195 # expect+1: Invalid character "$" in .for loop variable name
196 .for $ in dollar
197 . info eight $$$$$$$$ and no cents.
198 . info eight ${$}${$}${$}${$} and no cents.
199 .endfor
200 # Outside a .for loop, '${$}' is interpreted differently. The outer '$' starts
201 # an expression. The inner '$' is followed by a '}' and is thus a
202 # silent syntax error, the '$' is skipped. The variable name is thus '', and
203 # since since there is never a variable named '', the whole expression '${$}'
204 # evaluates to an empty string.
205 closing-brace= } # guard against an
206 ${closing-brace}= <closing-brace> # alternative interpretation
207 # expect+1: eight and no cents.
208 .info eight ${$}${$}${$}${$} and no cents.
209
210 # What happens if the values from the .for loop contain a literal newline?

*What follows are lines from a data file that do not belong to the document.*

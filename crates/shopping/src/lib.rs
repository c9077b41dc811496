pub mod aggregation;
pub mod categorization;
pub mod normalize;

pub use aggregation::{ShoppingList, ShoppingListAggregator};
pub use categorization::{CategoryRule, CategoryRules, ShoppingCategory};
pub use normalize::{normalize_phrase, split_phrases};
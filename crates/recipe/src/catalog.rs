use crate::model::{Recipe, RecipeId};
use serde::{Deserialize, Serialize};
use thiserror::Error;

#[derive(Error, Debug)]
pub enum CatalogError {
    #[error("recipe title is required")]
    MissingTitle,

    #[error("recipe id already in catalog: {0}")]
    DuplicateId(RecipeId),

    #[error("recipe not found: {0}")]
    RecipeNotFound(RecipeId),

    #[error("invalid catalog document: {0}")]
    InvalidDocument(#[from] serde_json::Error),
}

/// The recipe catalog, single source of truth for all derived views.
///
/// Serializes transparently as a JSON array of recipes, which is also the
/// whole-catalog interchange format used by import and export.
#[derive(Debug, Clone, Default, PartialEq, Serialize, Deserialize)]
#[serde(transparent)]
pub struct Catalog {
    recipes: Vec<Recipe>,
}

impl Catalog {
    pub fn new() -> Self {
        Catalog::default()
    }

    pub fn len(&self) -> usize {
        self.recipes.len()
    }

    pub fn is_empty(&self) -> bool {
        self.recipes.is_empty()
    }

    pub fn recipes(&self) -> &[Recipe] {
        &self.recipes
    }

    pub fn get(&self, id: &RecipeId) -> Option<&Recipe> {
        self.recipes.iter().find(|r| &r.id == id)
    }

    /// Append a recipe, enforcing the required title and id uniqueness.
    pub fn add(&mut self, recipe: Recipe) -> Result<(), CatalogError> {
        if recipe.title.trim().is_empty() {
            return Err(CatalogError::MissingTitle);
        }
        if self.get(&recipe.id).is_some() {
            return Err(CatalogError::DuplicateId(recipe.id));
        }
        self.recipes.push(recipe);
        Ok(())
    }

    /// Replace an existing recipe in place, matched by id.
    pub fn update(&mut self, recipe: Recipe) -> Result<(), CatalogError> {
        if recipe.title.trim().is_empty() {
            return Err(CatalogError::MissingTitle);
        }
        match self.recipes.iter_mut().find(|r| r.id == recipe.id) {
            Some(slot) => {
                *slot = recipe;
                Ok(())
            }
            None => Err(CatalogError::RecipeNotFound(recipe.id)),
        }
    }

    pub fn remove(&mut self, id: &RecipeId) -> Result<Recipe, CatalogError> {
        match self.recipes.iter().position(|r| &r.id == id) {
            Some(index) => Ok(self.recipes.remove(index)),
            None => Err(CatalogError::RecipeNotFound(id.clone())),
        }
    }

    /// Bulk import: append every record as-is, no deduplication. Matches the
    /// interchange contract where re-importing an export doubles the catalog.
    pub fn merge(&mut self, imported: Vec<Recipe>) {
        self.recipes.extend(imported);
    }

    /// Whole-catalog dump in the interchange format.
    pub fn to_json(&self) -> Result<String, CatalogError> {
        Ok(serde_json::to_string_pretty(&self.recipes)?)
    }

    /// Parse a whole-catalog interchange document. Fails atomically: either
    /// the full document parses or nothing is returned.
    pub fn from_json(document: &str) -> Result<Self, CatalogError> {
        let recipes: Vec<Recipe> = serde_json::from_str(document)?;
        Ok(Catalog { recipes })
    }
}
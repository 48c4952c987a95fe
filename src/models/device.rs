//! Device-related data models

use serde::{Deserialize, Serialize};
use std::fmt;

/// Fixed TCP endpoint of a Pixer frame
#[derive(Debug, Clone, PartialEq, Eq, Hash, Serialize, Deserialize)]
pub struct DeviceEndpoint {
    pub host: String,
    pub port: u16,
}

impl DeviceEndpoint {
    pub fn new(host: impl Into<String>, port: u16) -> Self {
        Self {
            host: host.into(),
            port,
        }
    }
}

impl Default for DeviceEndpoint {
    fn default() -> Self {
        Self::new(crate::protocol::DEFAULT_HOST, crate::protocol::DEFAULT_PORT)
    }
}

impl fmt::Display for DeviceEndpoint {
    fn fmt(&self, f: &mut fmt::Formatter<'_>) -> fmt::Result {
        write!(f, "{}:{}", self.host, self.port)
    }
}

/// Battery reading as reported by the device.
///
/// Firmware normally answers with a decimal percentage; anything else is kept
/// verbatim.
#[derive(Debug, Clone, PartialEq, Eq, Serialize, Deserialize)]
#[serde(untagged)]
pub enum BatteryLevel {
    Integer(i64),
    Raw(String),
}

impl BatteryLevel {
    pub fn parse(response: &str) -> Self {
        match response.trim().parse::<i64>() {
            Ok(level) => BatteryLevel::Integer(level),
            Err(_) => BatteryLevel::Raw(response.to_string()),
        }
    }
}

impl fmt::Display for BatteryLevel {
    fn fmt(&self, f: &mut fmt::Formatter<'_>) -> fmt::Result {
        match self {
            BatteryLevel::Integer(level) => write!(f, "{}%", level),
            BatteryLevel::Raw(raw) => write!(f, "{}", raw),
        }
    }
}

/// Snapshot of the device state returned by a status query
#[derive(Debug, Clone, Default, PartialEq, Serialize, Deserialize)]
pub struct DeviceInfo {
    pub connected: bool,
    pub battery_level: Option<BatteryLevel>,
    pub ble_version: Option<String>,
    pub ite_version: Option<String>,
    pub mcu_version: Option<String>,
    pub error: Option<String>,
}
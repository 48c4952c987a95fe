//! Performance benchmarks for frame conversion
//!
//! Conversion runs on the worker pool ahead of every upload, so regressions
//! here show up directly as upload latency.

use criterion::{Criterion, criterion_group, criterion_main};
use image::{DynamicImage, ImageFormat, Rgb, RgbImage};
use pixer::codec::{DEFAULT_HEIGHT, DEFAULT_WIDTH, ImageCodec, pack_4bit};
use std::hint::black_box;
use std::io::Cursor;

fn gradient(width: u32, height: u32) -> DynamicImage {
    DynamicImage::ImageRgb8(RgbImage::from_fn(width, height, |x, y| {
        Rgb([(x % 256) as u8, (y % 256) as u8, ((x + y) % 256) as u8])
    }))
}

/// Benchmark nibble packing of a full panel
fn benchmark_packing(c: &mut Criterion) {
    let samples: Vec<u8> = (0..(DEFAULT_WIDTH * DEFAULT_HEIGHT))
        .map(|i| (i % 256) as u8)
        .collect();

    c.bench_function("pack_4bit_native_panel", |b| {
        b.iter(|| black_box(pack_4bit(black_box(&samples))));
    });
}

/// Benchmark rendering of an already decoded image
fn benchmark_render(c: &mut Criterion) {
    let codec = ImageCodec::default();
    let landscape = gradient(2000, 1500);
    let portrait = gradient(1500, 2000);

    c.bench_function("render_landscape", |b| {
        b.iter(|| black_box(codec.render(landscape.clone())));
    });

    c.bench_function("render_portrait", |b| {
        b.iter(|| black_box(codec.render(portrait.clone())));
    });
}

/// Benchmark the whole decode and convert path from PNG bytes
fn benchmark_process(c: &mut Criterion) {
    let codec = ImageCodec::default();
    let mut png = Vec::new();
    gradient(1200, 900)
        .write_to(&mut Cursor::new(&mut png), ImageFormat::Png)
        .expect("Failed to encode benchmark image");

    c.bench_function("process_png", |b| {
        b.iter(|| black_box(codec.process(black_box(&png))));
    });
}

criterion_group!(
    benches,
    benchmark_packing,
    benchmark_render,
    benchmark_process
);
criterion_main!(benches);
//! Logging utilities and initialization for pixer

use anyhow::Result;
use env_logger::{Builder, Target};
use log::LevelFilter;
use std::io::Write;

/// Map `-q` / `-v` flags to a level filter
pub fn level_for(verbose: u8, quiet: bool) -> LevelFilter {
    match (quiet, verbose) {
        (true, _) => LevelFilter::Error,
        (false, 0) => LevelFilter::Info,
        (false, 1) => LevelFilter::Debug,
        (false, _) => LevelFilter::Trace,
    }
}

/// Initialize human-readable stderr logging for the CLI
pub fn init_cli_logging(verbose: u8, quiet: bool) -> Result<()> {
    let level = level_for(verbose, quiet);

    Builder::from_default_env()
        .target(Target::Stderr)
        .filter_level(level)
        .format_timestamp_secs()
        .format_module_path(false)
        .try_init()?;

    log_panics::init();

    log::debug!("pixer logging initialized with level: {:?}", level);
    Ok(())
}

/// Initialize JSON structured logging, one object per line, to `log_file` or stdout
pub fn init_structured_logging(level: LevelFilter, log_file: Option<&str>) -> Result<()> {
    use std::fs::OpenOptions;

    let target: Box<dyn Write + Send> = if let Some(file_path) = log_file {
        Box::new(
            OpenOptions::new()
                .create(true)
                .append(true)
                .open(file_path)?,
        )
    } else {
        Box::new(std::io::stdout())
    };

    Builder::from_default_env()
        .target(Target::Pipe(target))
        .filter_level(level)
        .format(|buf, record| writeln!(buf, "{}", json_line(record)))
        .try_init()?;

    log_panics::init();

    log::info!(
        "pixer structured logging initialized with level: {:?}",
        level
    );
    Ok(())
}

fn json_line(record: &log::Record<'_>) -> serde_json::Value {
    serde_json::json!({
        "timestamp": chrono::Utc::now().to_rfc3339(),
        "level": record.level().to_string(),
        "module": record.module_path().unwrap_or("unknown"),
        "message": record.args().to_string(),
        "target": record.target(),
    })
}
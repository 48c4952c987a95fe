//! Protocol Client Tests
//!
//! Exercises the session client against the mock device and against
//! transports that fail in controlled ways.


use mock_device::{
    FlakyConnector, MockBehaviour, MockPixerDevice, RefusingConnector, closed_endpoint,
};
use pixer::errors::{ConnectionError, PixerError, ProtocolError};
use pixer::models::{BatteryLevel, DeviceEndpoint};
use pixer::protocol::{ClientOptions, ProtocolClient, TcpConnector, UPLOAD_SENTINEL};
use std::sync::Arc;
use std::sync::atomic::Ordering;
use std::time::{Duration, Instant};

fn fast_options() -> ClientOptions {
    ClientOptions {
        connect_timeout: Duration::from_millis(500),
        read_timeout: Duration::from_millis(150),
        upload_timeout: Duration::from_secs(2),
        command_retries: 2,
    }
}

fn tcp_client(endpoint: DeviceEndpoint) -> ProtocolClient {
    ProtocolClient::with_connector(endpoint, Arc::new(TcpConnector), fast_options())
}

#[tokio::test]
async fn test_device_info_from_mock() {
    let device = MockPixerDevice::start().await;
    let mut client = tcp_client(device.endpoint());

    client
        .connect(3, Duration::from_millis(50))
        .await
        .expect("mock device should accept");
    assert!(client.is_connected());

    let info = client.get_device_info().await.expect("device info");
    client.close().await;

    assert!(info.connected);
    assert_eq!(info.battery_level, Some(BatteryLevel::Integer(87)));
    assert_eq!(info.ble_version.as_deref(), Some("14"));
    assert_eq!(info.ite_version.as_deref(), Some("35"));
    assert_eq!(info.mcu_version.as_deref(), Some("1702061"));
    assert!(info.error.is_none());
    assert_eq!(
        device.commands(),
        vec!["#TEST#", "batteryLevel", "bleVersion", "iteVersion", "mcuVersion"]
    );
}

#[tokio::test]
async fn test_non_numeric_battery_kept_raw() {
    let device = MockPixerDevice::start_with(MockBehaviour {
        battery: "charging".to_string(),
        ..Default::default()
    })
    .await;
    let mut client = tcp_client(device.endpoint());
    client
        .connect(1, Duration::from_millis(10))
        .await
        .expect("connect");

    let info = client.get_device_info().await.expect("device info");
    assert_eq!(
        info.battery_level,
        Some(BatteryLevel::Raw("charging".to_string()))
    );
}

#[tokio::test]
async fn test_silent_device_is_not_responding() {
    let device = MockPixerDevice::start_with(MockBehaviour::silent()).await;
    let mut client = tcp_client(device.endpoint());
    client
        .connect(1, Duration::from_millis(10))
        .await
        .expect("connect");

    let result = client.get_device_info().await;
    assert!(matches!(
        result,
        Err(PixerError::Protocol(ProtocolError::NotResponding))
    ));
    // Only the probe went out
    assert_eq!(device.commands(), vec!["#TEST#"]);
}

#[tokio::test]
async fn test_connect_makes_exactly_max_attempts() {
    let connector = Arc::new(RefusingConnector::default());
    let mut client = ProtocolClient::with_connector(
        DeviceEndpoint::default(),
        connector.clone(),
        fast_options(),
    );

    let retry_delay = Duration::from_millis(100);
    let started = Instant::now();
    let result = client.connect(3, retry_delay).await;
    let elapsed = started.elapsed();

    match result {
        Err(PixerError::Connection(ConnectionError::Unreachable { attempts, .. })) => {
            assert_eq!(attempts, 3)
        }
        other => panic!("Expected unreachable error, got: {:?}", other.err()),
    }
    assert_eq!(connector.attempts.load(Ordering::SeqCst), 3);
    // Two pauses between three attempts, none after the last
    assert!(elapsed >= retry_delay * 2, "elapsed {:?}", elapsed);
    assert!(elapsed < retry_delay * 3 + Duration::from_millis(500));
    assert!(!client.is_connected());
}

#[tokio::test]
async fn test_connect_to_closed_port_is_unreachable() {
    let mut client = tcp_client(closed_endpoint().await);

    let result = client.connect(3, Duration::from_millis(20)).await;
    assert!(matches!(
        result,
        Err(PixerError::Connection(ConnectionError::Unreachable { attempts: 3, .. }))
    ));
}

#[tokio::test]
async fn test_upload_reaches_mock_with_sentinel() {
    let device = MockPixerDevice::start().await;
    let mut client = tcp_client(device.endpoint());
    client
        .connect(1, Duration::from_millis(10))
        .await
        .expect("connect");

    let mut frame = b"#file#000801314144imagebin".to_vec();
    frame.extend((0..20_000u32).map(|i| (i % 256) as u8));

    let report = client
        .upload_image_data(&frame, 4096)
        .await
        .expect("upload should succeed");
    client.close().await;

    assert_eq!(report.bytes_sent, frame.len());
    assert_eq!(report.total_bytes, frame.len());

    let uploads = device.wait_for_uploads(1).await;
    assert_eq!(uploads[0], frame);
}

#[tokio::test]
async fn test_upload_abort_keeps_partial_count() {
    let chunk_size = 4096;
    let connector = Arc::new(FlakyConnector::new(None, 2 * chunk_size));
    let mut client = ProtocolClient::with_connector(
        DeviceEndpoint::default(),
        connector.clone(),
        fast_options(),
    );
    client
        .connect(1, Duration::from_millis(10))
        .await
        .expect("connect");

    let data = vec![0xA5u8; 5 * chunk_size + 100];
    let result = client.upload_image_data(&data, chunk_size).await;

    match result {
        Err(PixerError::Transfer(transfer)) => {
            assert_eq!(transfer.bytes_sent, 2 * chunk_size);
            assert_eq!(transfer.total_bytes, data.len());
        }
        other => panic!("Expected transfer error, got: {:?}", other),
    }
    assert!(!client.is_connected());

    let accepted = connector.accepted();
    assert_eq!(accepted.len(), 2 * chunk_size);
    assert!(!accepted.ends_with(UPLOAD_SENTINEL));
}

#[tokio::test]
async fn test_sentinel_failure_is_reported() {
    let data = vec![0x11u8; 3000];
    let connector = Arc::new(FlakyConnector::new(None, data.len()));
    let mut client = ProtocolClient::with_connector(
        DeviceEndpoint::default(),
        connector.clone(),
        fast_options(),
    );
    client
        .connect(1, Duration::from_millis(10))
        .await
        .expect("connect");

    let result = client.upload_image_data(&data, 1024).await;
    match result {
        Err(PixerError::Transfer(transfer)) => assert_eq!(transfer.bytes_sent, data.len()),
        other => panic!("Expected transfer error, got: {:?}", other),
    }
    assert_eq!(connector.accepted(), data);
}

#[tokio::test]
async fn test_reset_probes_then_sends_reset() {
    let device = MockPixerDevice::start().await;
    let mut client = tcp_client(device.endpoint());
    client
        .connect(1, Duration::from_millis(10))
        .await
        .expect("connect");

    client.reset_device().await.expect("reset should be sent");
    client.close().await;

    device.wait_for_command("reset").await;
    assert_eq!(device.commands(), vec!["#TEST#", "reset"]);
}

#[tokio::test]
async fn test_reset_refused_when_probe_fails() {
    let device = MockPixerDevice::start_with(MockBehaviour::silent()).await;
    let mut client = tcp_client(device.endpoint());
    client
        .connect(1, Duration::from_millis(10))
        .await
        .expect("connect");

    let result = client.reset_device().await;
    assert!(matches!(
        result,
        Err(PixerError::Protocol(ProtocolError::NotResponding))
    ));
    assert!(!device.commands().contains(&"reset".to_string()));
}

#[tokio::test]
async fn test_upload_without_session_fails() {
    let mut client = tcp_client(DeviceEndpoint::default());
    let result = client.upload_image_data(b"frame", 4096).await;
    assert!(matches!(
        result,
        Err(PixerError::Protocol(ProtocolError::NotConnected))
    ));
}
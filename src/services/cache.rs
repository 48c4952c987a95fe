//! Short-lived device-info cache

use std::sync::Mutex;
use std::time::{Duration, Instant};

use crate::models::DeviceInfo;

/// Device snapshot with the instant it was captured
#[derive(Debug, Clone)]
pub struct CachedDeviceInfo {
    pub info: DeviceInfo,
    pub captured_at: Instant,
}

impl CachedDeviceInfo {
    pub fn age_at(&self, now: Instant) -> Duration {
        now.saturating_duration_since(self.captured_at)
    }
}

/// Single-slot cache; every store replaces the previous snapshot
#[derive(Debug)]
pub struct DeviceInfoCache {
    ttl: Duration,
    slot: Mutex<Option<CachedDeviceInfo>>,
}

impl DeviceInfoCache {
    pub fn new(ttl: Duration) -> Self {
        Self {
            ttl,
            slot: Mutex::new(None),
        }
    }

    pub fn ttl(&self) -> Duration {
        self.ttl
    }

    pub fn store(&self, info: DeviceInfo) {
        self.store_at(info, Instant::now());
    }

    pub fn store_at(&self, info: DeviceInfo, captured_at: Instant) {
        let mut slot = self.slot.lock().unwrap_or_else(|e| e.into_inner());
        *slot = Some(CachedDeviceInfo { info, captured_at });
    }

    /// Fresh snapshot and its age, if any
    pub fn get(&self) -> Option<(DeviceInfo, Duration)> {
        self.get_at(Instant::now())
    }

    pub fn get_at(&self, now: Instant) -> Option<(DeviceInfo, Duration)> {
        let slot = self.slot.lock().unwrap_or_else(|e| e.into_inner());
        slot.as_ref().and_then(|cached| {
            let age = cached.age_at(now);
            (age < self.ttl).then(|| (cached.info.clone(), age))
        })
    }
}

#[cfg(test)]
mod tests {
    use super::*;
    use crate::models::BatteryLevel;

    fn sample_info(battery: i64) -> DeviceInfo {
        DeviceInfo {
            connected: true,
            battery_level: Some(BatteryLevel::Integer(battery)),
            ..Default::default()
        }
    }

    #[test]
    fn test_fresh_within_ttl() {
        let cache = DeviceInfoCache::new(Duration::from_secs(30));
        let t0 = Instant::now();
        cache.store_at(sample_info(80), t0);

        let (info, age) = cache
            .get_at(t0 + Duration::from_secs(29))
            .expect("still fresh");
        assert_eq!(info.battery_level, Some(BatteryLevel::Integer(80)));
        assert_eq!(age, Duration::from_secs(29));
    }

    #[test]
    fn test_expires_at_ttl() {
        let cache = DeviceInfoCache::new(Duration::from_secs(30));
        let t0 = Instant::now();
        cache.store_at(sample_info(80), t0);

        assert!(cache.get_at(t0 + Duration::from_secs(30)).is_none());
        assert!(cache.get_at(t0 + Duration::from_secs(31)).is_none());
    }

    #[test]
    fn test_last_writer_wins() {
        let cache = DeviceInfoCache::new(Duration::from_secs(30));
        let t0 = Instant::now();
        cache.store_at(sample_info(80), t0);
        cache.store_at(sample_info(40), t0 + Duration::from_secs(5));

        let (info, age) = cache
            .get_at(t0 + Duration::from_secs(6))
            .expect("fresh");
        assert_eq!(info.battery_level, Some(BatteryLevel::Integer(40)));
        assert_eq!(age, Duration::from_secs(1));
    }

    #[test]
    fn test_empty_until_stored() {
        let cache = DeviceInfoCache::new(Duration::from_secs(30));
        assert!(cache.get().is_none());
        cache.store(sample_info(10));
        assert!(cache.get().is_some());
    }
}
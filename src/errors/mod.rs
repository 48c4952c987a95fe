//! Error handling for pixer

pub mod types;

pub use types::*;
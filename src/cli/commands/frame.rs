//! Offline image commands: info and convert

use anyhow::{Context, Result, bail};
use std::path::PathBuf;

use super::{load_config, print_json};
use crate::cli::args::Cli;
use crate::codec::ImageCodec;

pub fn execute_info_command(cli: &Cli, image: PathBuf) -> Result<()> {
    let config = load_config(cli)?;
    let codec = ImageCodec::from_config(&config.image);
    let info = codec.image_info_file(&image);

    if cli.json {
        print_json(&info)?;
    } else if info.valid {
        println!("✅ {} is a valid image", image.display());
        println!(
            "   📐 {}x{} {} ({})",
            info.width.unwrap_or(0),
            info.height.unwrap_or(0),
            info.format.as_deref().unwrap_or("?"),
            info.mode.as_deref().unwrap_or("?")
        );
        println!("   💾 {} bytes", info.size_bytes.unwrap_or(0));
    } else {
        println!(
            "❌ {} is not usable: {}",
            image.display(),
            info.error.as_deref().unwrap_or("unknown error")
        );
    }

    if !info.valid {
        bail!("invalid image");
    }
    Ok(())
}

pub async fn execute_convert_command(cli: &Cli, image: PathBuf, output: PathBuf) -> Result<()> {
    let config = load_config(cli)?;
    let codec = ImageCodec::from_config(&config.image);

    let source = image.clone();
    let frame = tokio::task::spawn_blocking(move || codec.process_file(&source))
        .await
        .context("conversion task failed")?
        .with_context(|| format!("failed to convert {}", image.display()))?;

    tokio::fs::write(&output, &frame)
        .await
        .with_context(|| format!("failed to write {}", output.display()))?;

    if !cli.quiet {
        println!(
            "✅ Wrote {} byte frame to {}",
            frame.len(),
            output.display()
        );
    }
    Ok(())
}
//! Config command implementation

use anyhow::{Result, bail};
use std::path::PathBuf;

use crate::config::AppConfig;

pub fn execute_config_command(output: Option<PathBuf>, force: bool) -> Result<()> {
    let path = output.unwrap_or_else(AppConfig::default_path);

    if path.exists() && !force {
        bail!(
            "Configuration file '{}' already exists (use --force to overwrite)",
            path.display()
        );
    }

    AppConfig::default().save(&path)?;

    println!("✅ Generated default configuration file: {}", path.display());
    println!("ℹ️  Edit it to point pixer at a different device or panel size.");
    Ok(())
}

211 # Before for.c 1.144 from 2021-06-25, the newline was passed verbatim to the
212 # body of the .for loop, where it was then interpreted as a literal newline,
213 # leading to syntax errors such as "Unclosed variable expression" in the upper
214 # line and "Invalid line type" in the lower line.
215 #
216 # The error message occurs in the line of the .for loop since that's the place
217 # where the body of the .for loop is constructed, and at this point the
218 # newline character gets replaced with a plain space.
219 # expect+3: newline in .for value
220 # expect+2: newline in .for value
221 # expect+2: short: " ", long: " "
222 .for i in "${.newline}"
223 . info short: $i, long: ${i}
224 .endfor
225 # No error since the newline character is not actually used in the body.
226 .for i in "${.newline}"
227 .endfor
228
229 # Between for.c 1.161 from 2022-01-08 and before for.c 1.163 from 2022-01-09,
230 # a newline character in a .for loop led to a crash since at the point where
231 # the error message including the stack trace is printed, the body of the .for
232 # loop is assembled, and at that point, ForLoop.nextItem had already been
233 # advanced.
234 .MAKEFLAGS: -dp
235 # expect+1: newline in .for value
236 .for i in "${.newline}"
237 : $i
238 .endfor
239 .MAKEFLAGS: -d0
240
241 .MAKEFLAGS: -df
242 .for i in \# \\\#
243 # $i
244 .endfor
245
246 .for i in $$ $$i $$(i) $${i} $$$$ $$$$$$$$ $${:U\$$\$$}
247 # $i
248 .endfor
249
250 # The expression '${.TARGET}' must be preserved as it is one of the 7 built-in
251 # target-local variables. See for.c 1.45 from 2009-01-14.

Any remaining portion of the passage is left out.